Location: Reproduction ResearchTitle: In vitro development of preimplantation porcine embryos using alginate hydrogels as a three-dimensional extracellular matrix Author
|Sargus-patino, Catherine - UNIVERSITY OF NEBRASKA|
|Plautz, Sarah - UNIVERSITY OF NEBRASKA|
|Vallet, Jeffrey - Jeff|
|Pannier, Angela - UNIVERSITY OF NEBRASKA|
Submitted to: Reproduction, Fertility and Development
Publication Type: Peer Reviewed Journal
Publication Acceptance Date: 6/12/2013
Publication Date: 8/1/2014
Publication URL: http://handle.nal.usda.gov/10113/59651
Citation: Sargus-Patino, C.N., Wright, E.C., Plautz, S.A., Miles, J.R., Vallet, J.L., Pannier, A.K. 2014. In vitro development of preimplantation porcine embryos using alginate hydrogels as a three-dimensional extracellular matrix. Reproduction, Fertility and Development. 26(7):943-953.
Interpretive Summary: Between day 10 and 12 of gestation, porcine embryos undergo a dramatic morphological change, known as elongation, which is critical for recognition of pregnancy. Elongation deficiencies contribute to ~20% of embryonic loss, but exact mechanisms of elongation are poorly understood. Knowledge of these mechanisms could lead to the identification of factors that could be targeted to improve pregnancy outcomes. We have established a culture system using alginate hydrogel as a three-dimensional matrix that facilitates transformations in porcine embryo morphology, providing an in vitro model to study mechanisms of elongation. Day 9 embryos were assigned to an alginate hydrogel system or a control, non-encapsulated group and were cultured for five days. Daily monitoring revealed that 32% of the encapsulated embryos that survived throughout culture transformed morphologically, while control embryos had no morphological changes. Furthermore, encapsulated embryos that exhibited morphological changes had greater expression of steroidogenic transcripts compared to non-encapsulated controls. Additionally, a significant time-dependent increase in estradiol in the culture media of encapsulated embryos was identified compared with controls and culture media alone. These results illustrate that porcine embryos cultured in alginate hydrogels can undergo morphological changes with increased estrogen production and differential gene expression, consistent with in vivo elongation.
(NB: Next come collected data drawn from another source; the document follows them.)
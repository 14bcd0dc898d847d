use thiserror::Error;

/// Failure taxonomy of the reactive runtime.
///
/// Every variant maps to one structured error frame on the wire; none of them
/// ever closes the connection.
#[derive(Debug, Clone, PartialEq, Eq, Error)]
pub enum CoreError {
    /// A subscribe or mutation frame named an action that does not exist.
    #[error("unknown action: {0}")]
    UnknownAction(String),

    /// The action's validator rejected the raw params.
    #[error("invalid input for {action}: {reason}")]
    InvalidInput { action: String, reason: String },

    /// A session store was accessed with no ambient session id bound.
    /// Inside a query body this surfaces to subscribers as a compute failure.
    #[error("no session context")]
    NoSessionContext,

    /// The query's compute function failed for the current cycle.  The
    /// computation stays subscribed; the next dependency fire retries.
    #[error("compute failed: {0}")]
    ComputeFailure(String),
}

impl CoreError {
    /// Wrap an arbitrary failure message as a compute failure.
    pub fn compute(msg: impl Into<String>) -> Self {
        CoreError::ComputeFailure(msg.into())
    }
}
Technical Abstract: Between day 10 and 12 of gestation, porcine embryos undergo a dramatic morphological change, known as elongation, with a corresponding increase in estrogen production for maternal recognition of pregnancy. Elongation deficiencies contribute to ~20% of embryonic loss, but exact mechanisms of elongation are poorly understood due to the lack of an effective in vitro culture system. Our objective was to utilize alginate hydrogels as three-dimensional scaffolds that can mechanically support the in vitro development of pre-implantation porcine embryos. White crossbred gilts were bred at estrus (d 0) to Duroc boars and embryos were recovered at d -9, -10, or -11 of gestation. Spherical embryos were randomly assigned to be encapsulated within double-layered 0.7% alginate beads or remain as non-encapsulated controls (ENC and CONT treatment groups, respectively) and were cultured for 96 h. Every 24 h, embryos were imaged to assess morphological changes and cell survival and half of the media was replaced with fresh media. Estradiol-17ß levels were measured in the removed media by radioimmunoassay. Real-time PCR was used to analyze steroidogenic transcript expression at 96 h in ENC and CONT embryos as well as in vivo-developed control embryos (i.e., spherical, ovoid and tubular). Although no differences in cell survival were observed, 32% of the surviving ENC embryos underwent morphological changes characterized by tubal formation with subsequent flattening, while none of the CONT embryos had morphological changes. Expression of steroidogenic transcripts STAR, CYP11A1 and CYP19A1 was greater (P < 0.07) in ENC embryos with morphological changes (ENC+) compared to CONT embryos and ENC embryos with no morphological changes (ENC-), with more similar expression to later-stage in vivo-developed controls. Furthermore, a time-dependent increase (P < 0.001) in estradiol-17ß was observed in culture media with ENC+ embryos compared to ENC- and CONT groups. These results illustrate that pre-implantation pig embryos encapsulated in alginate hydrogels can undergo morphological changes with increased expression of steroidogenic transcripts and estrogen production consistent with in vivo-developed embryos. This alginate culture system can serve as a tool for evaluating specific mechanisms of embryo elongation that could be targeted to improve pregnancy outcomes.